From the abstract for Mark A. Pollack’s Trump’s Dilemma: Explaining the President’s War on His Own Executive Branch (Feb. 2019):

One of the most striking characteristics of the Trump administration has been the frequency and vehemence with which the President has sought to undermine the expertise, operational capacity, credibility, and legitimacy of his own federal departments and agencies. In some cases, such as the Environmental Protection Agency and the Department of State, Trump sought to attack the civil service through massive cuts in staff and budget, silencing of scientific experts, and a depletion of morale that drove career professionals out of government service. In other cases, such as the US intelligence agencies, the Department of Justice, and the Federal Bureau of Investigation, the President engaged in direct public attacks on the credibility and legitimacy of government agencies and their leaders.

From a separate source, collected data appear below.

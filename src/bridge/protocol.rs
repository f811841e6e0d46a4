use std::fmt;
use std::sync::atomic::{AtomicU64, Ordering};
use std::sync::LazyLock;

use alloy_primitives::U256;

use serde::de::{self, DeserializeOwned, Deserializer};
use serde::{Deserialize, Serialize};
use serde_json::Value;

use crate::config::{FILECOIN_CALIBRATION_CHAIN_ID, SEPOLIA_CHAIN_ID};
use crate::error::{BridgeError, ErrorCode};

/// `source` tag on requests posted to the page
pub const REQUEST_SOURCE: &str = "lemo-extension";
/// `source` tag on responses posted back by the page agent
pub const RESPONSE_SOURCE: &str = "lemo-extension-response";

pub type TabId = i64;

/// Correlates one request with its response across both hops.
#[derive(Debug, Clone, Copy, PartialEq, Eq, Hash, PartialOrd, Ord, Serialize, Deserialize)]
#[serde(transparent)]
pub struct RequestId(pub u64);

impl RequestId {
    /// Seeded once from the millisecond clock, then strictly increasing for
    /// the life of the process.
    pub fn next() -> Self {
        static NEXT_ID: LazyLock<AtomicU64> = LazyLock::new(|| {
            let millis = chrono::Utc::now().timestamp_millis().max(0) as u64;
            AtomicU64::new(millis * 1000)
        });
        RequestId(NEXT_ID.fetch_add(1, Ordering::Relaxed))
    }
}

impl fmt::Display for RequestId {
    fn fmt(&self, f: &mut fmt::Formatter<'_>) -> fmt::Result {
        write!(f, "{}", self.0)
    }
}

/// Product details scraped by the overlay.
#[derive(Debug, Clone, Default, PartialEq, Serialize, Deserialize)]
#[serde(rename_all = "camelCase")]
pub struct ProductData {
    #[serde(default, skip_serializing_if = "Option::is_none")]
    pub product_id: Option<String>,
    #[serde(default, skip_serializing_if = "Option::is_none")]
    pub title: Option<String>,
    /// Displayed price, e.g. "₹29,990". Numbers are accepted too.
    #[serde(
        default,
        deserialize_with = "string_or_number",
        skip_serializing_if = "Option::is_none"
    )]
    pub price: Option<String>,
    #[serde(
        default,
        deserialize_with = "string_or_number",
        skip_serializing_if = "Option::is_none"
    )]
    pub usd_price: Option<String>,
    /// Currency of `price` when the page reports it separately
    #[serde(default, skip_serializing_if = "Option::is_none")]
    pub currency: Option<String>,
    #[serde(default, skip_serializing_if = "Option::is_none")]
    pub image: Option<String>,
    #[serde(default, skip_serializing_if = "Option::is_none")]
    pub description: Option<String>,
    #[serde(default, skip_serializing_if = "Option::is_none")]
    pub url: Option<String>,
}

impl ProductData {
    /// Stable identifier for receipts: product id, then URL.
    pub fn receipt_id(&self) -> String {
        self.product_id
            .clone()
            .or_else(|| self.url.clone())
            .unwrap_or_else(|| "unknown".to_string())
    }
}

fn string_or_number<'de, D>(deserializer: D) -> Result<Option<String>, D::Error>
where
    D: Deserializer<'de>,
{
    match Option::<Value>::deserialize(deserializer)? {
        None | Some(Value::Null) => Ok(None),
        Some(Value::String(s)) => Ok(Some(s)),
        Some(Value::Number(n)) => Ok(Some(n.to_string())),
        Some(other) => Err(de::Error::custom(format!("expected price string or number, got {}", other))),
    }
}

fn chain_id_value<'de, D>(deserializer: D) -> Result<Option<u64>, D::Error>
where
    D: Deserializer<'de>,
{
    match Option::<Value>::deserialize(deserializer)? {
        None | Some(Value::Null) => Ok(None),
        Some(Value::Number(n)) => n
            .as_u64()
            .map(Some)
            .ok_or_else(|| de::Error::custom(format!("invalid chain id {}", n))),
        Some(Value::String(s)) => {
            let parsed = match s.strip_prefix("0x") {
                Some(hex) => u64::from_str_radix(hex, 16),
                None => s.parse(),
            };
            parsed
                .map(Some)
                .map_err(|_| de::Error::custom(format!("invalid chain id {}", s)))
        }
        Some(other) => Err(de::Error::custom(format!("invalid chain id {}", other))),
    }
}

fn payment_id(value: String, action: &str) -> Result<U256, BridgeError> {
    value
        .trim()
        .parse::<U256>()
        .map_err(|_| BridgeError::InvalidRequest(format!("{} got invalid paymentId {}", action, value)))
}

/// One wallet operation with everything it needs.
#[derive(Debug, Clone, PartialEq)]
pub enum WalletAction {
    CheckWallet,
    ConnectWallet,
    GetTokenBalances,
    GetSpecificTokenBalance {
        token_symbol: String,
        account: String,
    },
    SwitchNetwork {
        target_chain_id: u64,
    },
    ProcessPayment {
        product_data: ProductData,
        payment_method: String,
        wallet_address: String,
    },
    /// Reads a recorded payment back from the PaymentProcessor.
    GetPaymentDetails {
        payment_id: U256,
    },
    GetPaymentsByBuyer {
        account: String,
    },
}
impl FakeWallet {
    /// Connected on Sepolia with 1 ETH and the registry's Sepolia tokens
    /// deployed (all balances zero).
    pub fn sepolia() -> Arc<Self> {
        let account: Address = "0x1000000000000000000000000000000000000001".parse().unwrap();
        let mut state = FakeState {
            accounts: vec![account],
            authorized: true,
            chain_id: SEPOLIA_CHAIN_ID,
            ..Default::default()
        };
        state.known_chains.insert(SEPOLIA_CHAIN_ID);
        state.native.insert(account, U256::from(1_000_000_000_000_000_000u64));
        for token in default_registry().tokens_on(SEPOLIA_CHAIN_ID) {
            state.decimals.insert(token.address().unwrap(), token.decimals);
        }
        Arc::new(Self {
            state: Mutex::new(state),
        })
    }

    /// Installed but not yet authorized for the page.
    pub fn locked() -> Arc<Self> {
        let wallet = Self::sepolia();
        wallet.state().authorized = false;
        wallet
    }

    fn state(&self) -> std::sync::MutexGuard<'_, FakeState> {
        self.state.lock().unwrap()
    }

    pub fn account(&self) -> Address {
        self.state().accounts[0]
    }

    pub fn pyusd(&self) -> Address {
        default_registry().token(SEPOLIA_CHAIN_ID, "PYUSD").unwrap().address().unwrap()
    }

    pub fn set_chain(&self, chain_id: u64) {
        let mut state = self.state();
        state.chain_id = chain_id;
        state.known_chains.insert(chain_id);
    }

    pub fn current_chain(&self) -> u64 {
        self.state().chain_id
    }

    pub fn set_native_balance(&self, owner: Address, amount: U256) {
        self.state().native.insert(owner, amount);
    }

    pub fn set_token_balance(&self, token: Address, owner: Address, amount: U256) {
        self.state().balances.insert((token, owner), amount);
    }

    pub fn token_balance(&self, token: Address, owner: Address) -> U256 {
        self.state().balances.get(&(token, owner)).copied().unwrap_or_default()
    }

    pub fn set_allowance(&self, token: Address, owner: Address, spender: Address, amount: U256) {
        self.state().allowances.insert((token, owner, spender), amount);
    }

    pub fn fail_token_calls(&self, message: &str) {
        self.state().token_failure = Some(message.to_string());
    }

    pub fn reject_connect(&self) {
        self.state().reject_connect = true;
    }

    pub fn reject_transactions(&self) {
        self.state().reject_sends = true;
    }

    /// `approve` is mined but leaves the allowance unchanged.
    pub fn approve_without_effect(&self) {
        self.state().approve_noop = true;
    }

    pub fn never_mine(&self) {
        self.state().never_mine = true;
    }

    /// Report unknown chains MetaMask-mobile style, nested in `data`.
    pub fn nest_switch_errors(&self) {
        self.state().nested_switch_error = true;
    }

    pub fn fail_add_chain(&self) {
        self.state().add_chain_fails = true;
    }

    /// Every RPC method called, in order.
    pub fn calls(&self) -> Vec<String> {
        self.state().calls.clone()
    }

    /// Kinds of transactions submitted, in order.
    pub fn sent(&self) -> Vec<&'static str> {
        self.state().sent.clone()
    }

    fn handle(&self, method: &str, params: &Value) -> Result<Value, ProviderError> {
        let mut state = self.state();
        state.calls.push(method.to_string());

        match method {
            "eth_accounts" => Ok(if state.authorized {
                json!(state.accounts.iter().map(|a| a.to_string()).collect::<Vec<_>>())
            } else {
                json!([])
            }),
            "eth_requestAccounts" => {
                if state.reject_connect {
                    return Err(ProviderError::new(4001, "User rejected the request."));
                }
                state.authorized = true;
                Ok(json!(state.accounts.iter().map(|a| a.to_string()).collect::<Vec<_>>()))
            }
            "eth_chainId" => Ok(json!(format!("{:#x}", state.chain_id))),
            "net_version" => Ok(json!(state.chain_id.to_string())),
            "eth_getBalance" => {
                let owner = param_address(params, 0, None)?;
                let balance = state.native.get(&owner).copied().unwrap_or_default();
                Ok(json!(format!("0x{:x}", balance)))
            }
            "eth_call" => {
                let to = param_address(params, 0, Some("to"))?;
                let data = param_data(params)?;
                Self::call(&state, to, &data)
            }
            "eth_sendTransaction" => {
                if state.reject_sends {
                    return Err(ProviderError::new(
                        4001,
                        "MetaMask Tx Signature: User denied transaction signature.",
                    ));
                }
                let from = param_address(params, 0, Some("from"))?;
                let to = param_address(params, 0, Some("to"))?;
                let data = param_data(params)?;
                Self::send(&mut state, from, to, &data)
            }
            "eth_getTransactionReceipt" => {
                let hash = params[0].as_str().ok_or_else(|| bad_params("hash"))?;
                Ok(state.receipts.get(hash).cloned().unwrap_or(Value::Null))
            }
            "wallet_switchEthereumChain" => {
                let chain_id = param_chain(params)?;
                if state.known_chains.contains(&chain_id) {
                    state.chain_id = chain_id;
                    Ok(Value::Null)
                } else if state.nested_switch_error {
                    Err(ProviderError::new(ProviderError::INTERNAL, "Internal JSON-RPC error.")
                        .with_data(json!({ "originalError": { "code": 4902 } })))
                } else {
                    Err(ProviderError::new(
                        4902,
                        format!("Unrecognized chain ID \"{:#x}\".", chain_id),
                    ))
                }
            }
            "wallet_addEthereumChain" => {
                if state.add_chain_fails {
                    return Err(ProviderError::new(4001, "User rejected adding the network."));
                }
                let chain_id = param_chain(params)?;
                state.known_chains.insert(chain_id);
                Ok(Value::Null)
            }
            other => Err(ProviderError::new(
                ProviderError::UNSUPPORTED_METHOD,
                format!("{} is not supported", other),
            )),
        }
    }

    fn call(state: &FakeState, to: Address, data: &[u8]) -> Result<Value, ProviderError> {
        if to == DEFAULT_PAYMENT_PROCESSOR {
            return Self::processor_call(state, data);
        }
        let decimals = match state.decimals.get(&to) {
            Some(decimals) => *decimals,
            None => return Ok(json!("0x")),
        };
        if let Some(message) = &state.token_failure {
            return Err(ProviderError::new(3, message.clone()));
        }

        if let Ok(call) = IERC20::balanceOfCall::abi_decode(data, true) {
            let balance = state.balances.get(&(to, call.owner)).copied().unwrap_or_default();
            return Ok(json!(word(balance)));
        }
        if let Ok(call) = IERC20::allowanceCall::abi_decode(data, true) {
            let allowance = state
                .allowances
                .get(&(to, call.owner, call.spender))
                .copied()
                .unwrap_or_default();
            return Ok(json!(word(allowance)));
        }
        if IERC20::decimalsCall::abi_decode(data, true).is_ok() {
            return Ok(json!(word(U256::from(decimals))));
        }
        Err(ProviderError::new(3, "execution reverted"))
    }

    fn processor_call(state: &FakeState, data: &[u8]) -> Result<Value, ProviderError> {
        if let Ok(call) = IPaymentProcessor::getPaymentDetailsCall::abi_decode(data, true) {
            let record = state
                .payments
                .iter()
                .find(|p| p.paymentId == call.paymentId)
                .cloned()
                .ok_or_else(|| ProviderError::new(3, "execution reverted: Payment does not exist"))?;
            let encoded = IPaymentProcessor::getPaymentDetailsCall::abi_encode_returns(&(record,));
            return Ok(json!(format!("0x{}", hex::encode(encoded))));
        }
        if let Ok(call) = IPaymentProcessor::getPaymentsByBuyerCall::abi_decode(data, true) {
            let ids: Vec<U256> = state
                .payments
                .iter()
                .filter(|p| p.buyer == call.buyer)
                .map(|p| p.paymentId)
                .collect();
            let encoded = IPaymentProcessor::getPaymentsByBuyerCall::abi_encode_returns(&(ids,));
            return Ok(json!(format!("0x{}", hex::encode(encoded))));
        }
        Err(ProviderError::new(3, "execution reverted"))
    }

    fn send(state: &mut FakeState, from: Address, to: Address, data: &[u8]) -> Result<Value, ProviderError> {
        state.tx_count += 1;
        let tx_hash = format!("0x{:064x}", state.tx_count);
        let mut logs = Vec::new();

        let status = if let Ok(call) = IERC20::approveCall::abi_decode(data, true) {
            state.sent.push("approve");
            if !state.approve_noop {
                state.allowances.insert((to, from, call.spender), call.amount);
            }
            1
        } else if let Ok(call) = IERC20::transferCall::abi_decode(data, true) {
            state.sent.push("transfer");
            u64::from(Self::move_tokens(state, to, from, call.to, call.amount))
        } else if let Ok(call) = IPaymentProcessor::processPaymentCall::abi_decode(data, true) {
            state.sent.push("processPayment");
            let token = call.paymentToken;
            let allowance = state.allowances.get(&(token, from, to)).copied().unwrap_or_default();
            if to != DEFAULT_PAYMENT_PROCESSOR || allowance < call.amount {
                0
            } else if !Self::move_tokens(state, token, from, to, call.amount) {
                0
            } else {
                state
                    .allowances
                    .insert((token, from, to), allowance - call.amount);
                state.payment_count += 1;
                let id = U256::from(state.payment_count);
                state.payments.push(PaymentRecord {
                    paymentId: id,
                    buyer: from,
                    productId: call.productId.clone(),
                    amount: call.amount,
                    paymentToken: token,
                    currency: call.currency.clone(),
                    receiptId: id,
                    receiptCid: call.receiptCid.clone(),
                    timestamp: U256::from(1_700_000_000u64),
                    completed: true,
                });
                let event = IPaymentProcessor::PaymentProcessed {
                    paymentId: id,
                    buyer: from,
                    productId: call.productId,
                    amount: call.amount,
                    paymentToken: token,
                    receiptId: id,
                    receiptCid: call.receiptCid,
                    timestamp: U256::from(1_700_000_000u64),
                };
                let log = event.encode_log_data();
                logs.push(json!({
                    "address": to.to_string(),
                    "topics": log
                        .topics()
                        .iter()
                        .map(|t| format!("0x{}", hex::encode(t)))
                        .collect::<Vec<_>>(),
                    "data": format!("0x{}", hex::encode(&log.data)),
                }));
                1
            }
        } else {
            state.sent.push("unknown");
            0
        };

        if !state.never_mine {
            let receipt = json!({
                "transactionHash": tx_hash,
                "blockNumber": format!("{:#x}", 1000 + state.tx_count),
                "status": format!("{:#x}", status),
                "logs": logs,
            });
            state.receipts.insert(tx_hash.clone(), receipt);
        }
        Ok(json!(tx_hash))
    }

    fn move_tokens(state: &mut FakeState, token: Address, from: Address, to: Address, amount: U256) -> bool {
        let available = state.balances.get(&(token, from)).copied().unwrap_or_default();
        if available < amount {
            return false;
        }
        state.balances.insert((token, from), available - amount);
        *state.balances.entry((token, to)).or_default() += amount;
        true
    }
}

The Governor’s Dilemma framework allows us to explain why, and how, an American President could devote so much of his energy to undermining the competence of his intermediaries. “Trump’s Dilemma” derives from the fact that the President-Elect came to office with views so far outside mainstream traditions of American public policy that he feared that executive departments and agencies – the so-called “Deep State” – would resist his dramatic policy shifts, or even directly threaten his position as President by revealing damaging information or prosecuting the President or his advisors for violations of federal law. In the face of this dramatical goal divergence, together with the perceived failure of traditional principal-agent controls, Trump responded by moving aggressively to undermine the competence of many of his own departments and agencies.